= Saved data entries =
- - - - - - -

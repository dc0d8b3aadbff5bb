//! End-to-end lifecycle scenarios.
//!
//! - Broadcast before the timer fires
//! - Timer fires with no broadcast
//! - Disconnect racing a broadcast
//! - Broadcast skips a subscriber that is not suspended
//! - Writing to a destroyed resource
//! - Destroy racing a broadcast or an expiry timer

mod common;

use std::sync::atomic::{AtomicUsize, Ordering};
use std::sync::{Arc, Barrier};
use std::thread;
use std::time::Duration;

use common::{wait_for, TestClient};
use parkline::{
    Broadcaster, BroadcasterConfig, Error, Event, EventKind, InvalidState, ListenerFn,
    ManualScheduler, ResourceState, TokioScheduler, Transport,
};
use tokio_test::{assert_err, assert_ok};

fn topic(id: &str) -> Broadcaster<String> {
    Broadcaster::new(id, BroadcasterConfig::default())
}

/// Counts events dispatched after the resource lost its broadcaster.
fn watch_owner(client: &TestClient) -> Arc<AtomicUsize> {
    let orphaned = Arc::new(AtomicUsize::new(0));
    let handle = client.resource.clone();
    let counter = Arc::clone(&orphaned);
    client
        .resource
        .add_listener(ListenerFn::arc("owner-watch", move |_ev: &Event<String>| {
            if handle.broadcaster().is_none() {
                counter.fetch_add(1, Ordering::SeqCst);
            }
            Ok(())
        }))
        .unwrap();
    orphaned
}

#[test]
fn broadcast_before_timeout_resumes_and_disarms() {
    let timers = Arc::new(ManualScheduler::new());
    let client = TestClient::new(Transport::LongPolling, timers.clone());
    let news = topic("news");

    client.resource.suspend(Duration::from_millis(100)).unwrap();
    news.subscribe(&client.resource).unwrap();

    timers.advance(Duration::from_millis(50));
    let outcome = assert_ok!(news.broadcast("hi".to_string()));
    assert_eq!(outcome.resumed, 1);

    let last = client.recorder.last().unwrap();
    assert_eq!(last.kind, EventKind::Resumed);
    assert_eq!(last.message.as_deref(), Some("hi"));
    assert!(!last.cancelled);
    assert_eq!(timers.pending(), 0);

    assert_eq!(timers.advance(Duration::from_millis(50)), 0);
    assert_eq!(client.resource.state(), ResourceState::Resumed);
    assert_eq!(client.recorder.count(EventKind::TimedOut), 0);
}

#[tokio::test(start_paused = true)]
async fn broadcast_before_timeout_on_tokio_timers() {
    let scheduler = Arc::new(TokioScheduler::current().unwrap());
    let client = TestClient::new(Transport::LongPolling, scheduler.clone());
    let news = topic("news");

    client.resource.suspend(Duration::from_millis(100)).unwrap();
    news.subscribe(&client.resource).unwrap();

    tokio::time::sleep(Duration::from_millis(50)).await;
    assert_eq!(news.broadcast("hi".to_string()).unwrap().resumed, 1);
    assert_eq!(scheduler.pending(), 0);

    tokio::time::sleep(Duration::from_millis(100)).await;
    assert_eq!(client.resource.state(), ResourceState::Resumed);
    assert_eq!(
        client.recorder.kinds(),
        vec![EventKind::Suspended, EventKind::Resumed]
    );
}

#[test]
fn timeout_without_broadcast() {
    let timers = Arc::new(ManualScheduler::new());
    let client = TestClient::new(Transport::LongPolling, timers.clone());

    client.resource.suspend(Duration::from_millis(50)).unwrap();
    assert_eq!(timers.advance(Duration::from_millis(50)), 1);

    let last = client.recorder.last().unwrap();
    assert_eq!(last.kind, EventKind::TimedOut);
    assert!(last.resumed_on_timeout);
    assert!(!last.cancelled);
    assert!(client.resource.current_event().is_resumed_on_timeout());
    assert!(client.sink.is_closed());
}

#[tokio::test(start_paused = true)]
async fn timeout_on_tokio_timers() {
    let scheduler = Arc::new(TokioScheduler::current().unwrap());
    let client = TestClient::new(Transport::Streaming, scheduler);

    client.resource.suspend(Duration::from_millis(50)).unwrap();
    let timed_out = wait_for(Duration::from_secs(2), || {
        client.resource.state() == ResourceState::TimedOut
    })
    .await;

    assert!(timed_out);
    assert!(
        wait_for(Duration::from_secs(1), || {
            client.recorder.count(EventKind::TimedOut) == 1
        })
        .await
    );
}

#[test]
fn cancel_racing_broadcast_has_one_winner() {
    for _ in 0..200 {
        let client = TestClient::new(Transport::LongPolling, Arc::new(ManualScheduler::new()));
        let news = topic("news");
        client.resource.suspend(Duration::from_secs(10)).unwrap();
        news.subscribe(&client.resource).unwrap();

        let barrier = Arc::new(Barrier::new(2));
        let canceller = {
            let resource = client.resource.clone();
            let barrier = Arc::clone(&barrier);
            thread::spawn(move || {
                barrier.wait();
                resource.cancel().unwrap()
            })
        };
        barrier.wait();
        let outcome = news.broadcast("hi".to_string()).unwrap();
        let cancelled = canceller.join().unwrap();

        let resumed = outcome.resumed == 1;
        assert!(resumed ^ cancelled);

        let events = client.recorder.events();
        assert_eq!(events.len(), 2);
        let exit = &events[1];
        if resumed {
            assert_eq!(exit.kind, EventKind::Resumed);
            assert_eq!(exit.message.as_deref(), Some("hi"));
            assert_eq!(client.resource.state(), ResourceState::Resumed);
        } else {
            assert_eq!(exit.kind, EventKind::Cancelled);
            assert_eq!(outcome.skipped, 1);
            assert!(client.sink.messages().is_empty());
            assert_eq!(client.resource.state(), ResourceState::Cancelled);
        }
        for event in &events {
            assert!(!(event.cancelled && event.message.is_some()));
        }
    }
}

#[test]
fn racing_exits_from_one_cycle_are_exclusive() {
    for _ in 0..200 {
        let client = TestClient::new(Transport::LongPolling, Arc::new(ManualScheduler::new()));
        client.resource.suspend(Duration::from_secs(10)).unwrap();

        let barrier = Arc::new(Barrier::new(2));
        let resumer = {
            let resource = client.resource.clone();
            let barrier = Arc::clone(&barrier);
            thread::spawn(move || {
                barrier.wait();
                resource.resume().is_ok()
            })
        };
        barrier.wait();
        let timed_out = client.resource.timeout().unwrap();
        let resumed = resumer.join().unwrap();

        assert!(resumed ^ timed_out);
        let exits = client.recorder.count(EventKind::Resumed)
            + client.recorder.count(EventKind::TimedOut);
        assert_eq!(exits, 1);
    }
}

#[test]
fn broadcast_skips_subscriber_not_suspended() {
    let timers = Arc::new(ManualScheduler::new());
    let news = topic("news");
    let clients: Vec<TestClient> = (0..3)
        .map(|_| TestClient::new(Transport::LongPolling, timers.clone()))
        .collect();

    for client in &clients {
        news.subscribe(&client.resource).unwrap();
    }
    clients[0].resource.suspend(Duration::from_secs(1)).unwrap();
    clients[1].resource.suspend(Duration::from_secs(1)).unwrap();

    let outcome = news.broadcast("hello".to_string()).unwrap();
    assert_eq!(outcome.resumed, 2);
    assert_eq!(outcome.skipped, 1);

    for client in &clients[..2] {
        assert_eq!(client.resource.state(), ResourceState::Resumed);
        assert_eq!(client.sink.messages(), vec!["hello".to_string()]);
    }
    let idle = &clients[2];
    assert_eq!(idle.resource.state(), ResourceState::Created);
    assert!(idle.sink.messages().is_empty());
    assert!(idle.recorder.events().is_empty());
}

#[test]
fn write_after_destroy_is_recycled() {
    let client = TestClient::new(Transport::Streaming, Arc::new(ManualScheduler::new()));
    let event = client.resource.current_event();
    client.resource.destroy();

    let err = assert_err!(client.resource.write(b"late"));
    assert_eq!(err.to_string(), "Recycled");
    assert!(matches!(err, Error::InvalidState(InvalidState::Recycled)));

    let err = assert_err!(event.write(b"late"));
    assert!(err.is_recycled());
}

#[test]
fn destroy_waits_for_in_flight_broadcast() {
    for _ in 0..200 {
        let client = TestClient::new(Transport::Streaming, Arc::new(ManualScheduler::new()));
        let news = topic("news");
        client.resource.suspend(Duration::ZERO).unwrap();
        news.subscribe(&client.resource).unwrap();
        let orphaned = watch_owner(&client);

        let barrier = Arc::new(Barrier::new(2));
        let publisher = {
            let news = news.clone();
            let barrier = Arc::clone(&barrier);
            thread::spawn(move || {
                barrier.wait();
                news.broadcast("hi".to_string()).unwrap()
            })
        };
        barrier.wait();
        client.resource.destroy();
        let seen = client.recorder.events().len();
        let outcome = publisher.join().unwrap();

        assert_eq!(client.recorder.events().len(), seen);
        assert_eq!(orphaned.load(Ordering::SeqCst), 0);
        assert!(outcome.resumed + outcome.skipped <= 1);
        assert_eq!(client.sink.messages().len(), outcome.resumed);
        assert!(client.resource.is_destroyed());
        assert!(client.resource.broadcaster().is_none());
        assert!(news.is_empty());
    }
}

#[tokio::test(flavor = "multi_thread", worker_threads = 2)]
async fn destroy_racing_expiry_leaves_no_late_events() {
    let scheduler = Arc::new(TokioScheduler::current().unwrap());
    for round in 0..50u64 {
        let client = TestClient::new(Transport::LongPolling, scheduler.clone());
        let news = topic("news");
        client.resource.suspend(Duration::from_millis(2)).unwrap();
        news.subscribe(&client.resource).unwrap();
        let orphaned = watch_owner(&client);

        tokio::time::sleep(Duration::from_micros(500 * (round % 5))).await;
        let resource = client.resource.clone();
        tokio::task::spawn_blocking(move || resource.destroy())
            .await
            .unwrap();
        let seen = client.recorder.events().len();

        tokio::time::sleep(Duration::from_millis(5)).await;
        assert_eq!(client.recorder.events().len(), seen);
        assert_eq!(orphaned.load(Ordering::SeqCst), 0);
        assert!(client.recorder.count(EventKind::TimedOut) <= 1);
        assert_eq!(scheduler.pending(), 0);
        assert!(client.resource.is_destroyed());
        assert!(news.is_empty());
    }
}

- - - - - - -

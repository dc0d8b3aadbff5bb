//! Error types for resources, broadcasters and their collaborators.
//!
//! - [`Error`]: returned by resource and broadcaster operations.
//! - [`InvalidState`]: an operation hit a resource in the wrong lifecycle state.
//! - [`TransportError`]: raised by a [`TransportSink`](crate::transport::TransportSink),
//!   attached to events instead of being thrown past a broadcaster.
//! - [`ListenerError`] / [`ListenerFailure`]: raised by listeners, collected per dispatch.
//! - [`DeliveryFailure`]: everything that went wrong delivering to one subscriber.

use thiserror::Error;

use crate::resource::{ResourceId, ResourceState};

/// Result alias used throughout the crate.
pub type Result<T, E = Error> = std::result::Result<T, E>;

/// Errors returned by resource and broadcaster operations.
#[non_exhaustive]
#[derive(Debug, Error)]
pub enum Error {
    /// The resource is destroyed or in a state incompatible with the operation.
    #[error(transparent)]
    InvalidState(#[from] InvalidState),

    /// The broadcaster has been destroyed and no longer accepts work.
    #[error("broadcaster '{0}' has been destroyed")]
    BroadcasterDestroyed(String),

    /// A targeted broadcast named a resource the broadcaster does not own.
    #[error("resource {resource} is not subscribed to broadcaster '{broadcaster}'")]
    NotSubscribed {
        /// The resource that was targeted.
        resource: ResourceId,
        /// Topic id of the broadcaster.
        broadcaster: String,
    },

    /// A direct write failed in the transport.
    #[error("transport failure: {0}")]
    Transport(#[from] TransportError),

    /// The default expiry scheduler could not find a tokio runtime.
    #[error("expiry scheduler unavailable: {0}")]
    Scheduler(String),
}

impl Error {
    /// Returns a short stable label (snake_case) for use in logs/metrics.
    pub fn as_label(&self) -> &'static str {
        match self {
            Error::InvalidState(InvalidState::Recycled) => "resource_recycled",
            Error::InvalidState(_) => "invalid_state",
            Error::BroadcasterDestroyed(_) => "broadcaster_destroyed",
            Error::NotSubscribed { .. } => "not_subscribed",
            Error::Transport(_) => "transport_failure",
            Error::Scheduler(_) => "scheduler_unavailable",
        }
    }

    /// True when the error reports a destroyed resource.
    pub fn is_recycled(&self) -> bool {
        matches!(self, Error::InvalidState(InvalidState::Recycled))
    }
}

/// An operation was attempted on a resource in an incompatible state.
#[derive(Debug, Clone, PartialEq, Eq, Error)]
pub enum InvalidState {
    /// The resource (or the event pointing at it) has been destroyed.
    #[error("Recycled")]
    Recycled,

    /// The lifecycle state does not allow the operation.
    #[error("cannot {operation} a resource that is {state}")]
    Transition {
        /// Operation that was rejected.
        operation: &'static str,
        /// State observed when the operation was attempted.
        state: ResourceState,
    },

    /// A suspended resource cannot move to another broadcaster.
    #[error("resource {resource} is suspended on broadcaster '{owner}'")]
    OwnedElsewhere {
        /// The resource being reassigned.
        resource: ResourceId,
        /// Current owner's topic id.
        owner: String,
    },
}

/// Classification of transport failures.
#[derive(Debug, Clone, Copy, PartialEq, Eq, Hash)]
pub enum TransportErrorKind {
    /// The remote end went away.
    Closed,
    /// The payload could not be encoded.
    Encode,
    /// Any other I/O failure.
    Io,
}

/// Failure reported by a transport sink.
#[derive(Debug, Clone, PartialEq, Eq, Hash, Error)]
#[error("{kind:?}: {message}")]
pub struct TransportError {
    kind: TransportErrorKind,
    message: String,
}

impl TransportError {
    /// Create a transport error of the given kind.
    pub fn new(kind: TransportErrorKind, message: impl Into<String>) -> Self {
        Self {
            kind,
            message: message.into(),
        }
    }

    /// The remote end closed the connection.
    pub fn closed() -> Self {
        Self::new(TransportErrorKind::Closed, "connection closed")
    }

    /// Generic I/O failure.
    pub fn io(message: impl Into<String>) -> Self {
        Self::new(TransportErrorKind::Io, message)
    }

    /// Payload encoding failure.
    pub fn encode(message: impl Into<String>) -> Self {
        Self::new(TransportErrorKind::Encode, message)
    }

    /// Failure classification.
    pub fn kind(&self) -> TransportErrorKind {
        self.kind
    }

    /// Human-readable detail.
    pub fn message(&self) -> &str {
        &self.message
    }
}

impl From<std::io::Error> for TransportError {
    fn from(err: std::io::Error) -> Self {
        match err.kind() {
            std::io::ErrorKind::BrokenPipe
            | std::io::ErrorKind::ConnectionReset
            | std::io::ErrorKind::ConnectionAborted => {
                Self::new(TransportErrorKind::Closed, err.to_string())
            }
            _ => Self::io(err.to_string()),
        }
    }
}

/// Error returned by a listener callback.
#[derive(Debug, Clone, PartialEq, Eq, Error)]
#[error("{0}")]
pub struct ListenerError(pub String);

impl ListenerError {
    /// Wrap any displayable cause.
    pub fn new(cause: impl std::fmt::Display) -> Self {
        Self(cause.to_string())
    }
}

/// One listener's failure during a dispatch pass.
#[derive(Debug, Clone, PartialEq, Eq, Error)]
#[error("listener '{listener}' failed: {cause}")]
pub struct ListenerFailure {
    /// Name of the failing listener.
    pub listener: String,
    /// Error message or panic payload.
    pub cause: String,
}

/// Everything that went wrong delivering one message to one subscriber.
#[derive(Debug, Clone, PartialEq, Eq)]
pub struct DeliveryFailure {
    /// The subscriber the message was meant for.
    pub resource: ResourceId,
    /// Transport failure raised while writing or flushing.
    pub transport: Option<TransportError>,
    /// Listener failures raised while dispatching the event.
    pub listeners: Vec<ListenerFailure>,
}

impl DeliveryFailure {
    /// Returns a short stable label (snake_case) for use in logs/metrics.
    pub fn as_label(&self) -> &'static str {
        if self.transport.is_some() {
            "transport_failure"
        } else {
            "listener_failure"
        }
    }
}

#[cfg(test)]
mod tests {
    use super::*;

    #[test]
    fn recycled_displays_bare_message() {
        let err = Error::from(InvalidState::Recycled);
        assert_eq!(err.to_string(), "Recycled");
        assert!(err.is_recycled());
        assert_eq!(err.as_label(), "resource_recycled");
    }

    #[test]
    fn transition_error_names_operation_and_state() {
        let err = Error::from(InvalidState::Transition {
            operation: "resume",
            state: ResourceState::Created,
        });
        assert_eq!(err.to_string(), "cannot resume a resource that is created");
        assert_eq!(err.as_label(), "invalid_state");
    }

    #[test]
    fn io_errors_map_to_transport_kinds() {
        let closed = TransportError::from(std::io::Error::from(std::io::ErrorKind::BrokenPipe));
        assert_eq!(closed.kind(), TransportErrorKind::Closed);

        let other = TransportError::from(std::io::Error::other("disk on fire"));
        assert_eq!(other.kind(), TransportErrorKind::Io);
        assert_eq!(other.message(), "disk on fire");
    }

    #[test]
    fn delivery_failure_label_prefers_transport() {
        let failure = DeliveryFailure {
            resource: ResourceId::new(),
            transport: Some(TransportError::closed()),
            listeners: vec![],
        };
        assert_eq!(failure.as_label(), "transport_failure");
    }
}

- - - - - - -

= WORK TO BE COMPLETED =
Give the exact lines, and only those, from the line containing "assert_eq!(last.kind, EventKind::Resumed);" through the line containing "async fn timeout_on_tokio_timers()" in the entries above.

= WRITTEN ANSWER =
    assert_eq!(last.kind, EventKind::Resumed);
    assert_eq!(last.message.as_deref(), Some("hi"));
    assert!(!last.cancelled);
    assert_eq!(timers.pending(), 0);

    assert_eq!(timers.advance(Duration::from_millis(50)), 0);
    assert_eq!(client.resource.state(), ResourceState::Resumed);
    assert_eq!(client.recorder.count(EventKind::TimedOut), 0);
}

#[tokio::test(start_paused = true)]
async fn broadcast_before_timeout_on_tokio_timers() {
    let scheduler = Arc::new(TokioScheduler::current().unwrap());
    let client = TestClient::new(Transport::LongPolling, scheduler.clone());
    let news = topic("news");

    client.resource.suspend(Duration::from_millis(100)).unwrap();
    news.subscribe(&client.resource).unwrap();

    tokio::time::sleep(Duration::from_millis(50)).await;
    assert_eq!(news.broadcast("hi".to_string()).unwrap().resumed, 1);
    assert_eq!(scheduler.pending(), 0);

    tokio::time::sleep(Duration::from_millis(100)).await;
    assert_eq!(client.resource.state(), ResourceState::Resumed);
    assert_eq!(
        client.recorder.kinds(),
        vec![EventKind::Suspended, EventKind::Resumed]
    );
}

#[test]
fn timeout_without_broadcast() {
    let timers = Arc::new(ManualScheduler::new());
    let client = TestClient::new(Transport::LongPolling, timers.clone());

    client.resource.suspend(Duration::from_millis(50)).unwrap();
    assert_eq!(timers.advance(Duration::from_millis(50)), 1);

    let last = client.recorder.last().unwrap();
    assert_eq!(last.kind, EventKind::TimedOut);
    assert!(last.resumed_on_timeout);
    assert!(!last.cancelled);
    assert!(client.resource.current_event().is_resumed_on_timeout());
    assert!(client.sink.is_closed());
}

#[tokio::test(start_paused = true)]
async fn timeout_on_tokio_timers() {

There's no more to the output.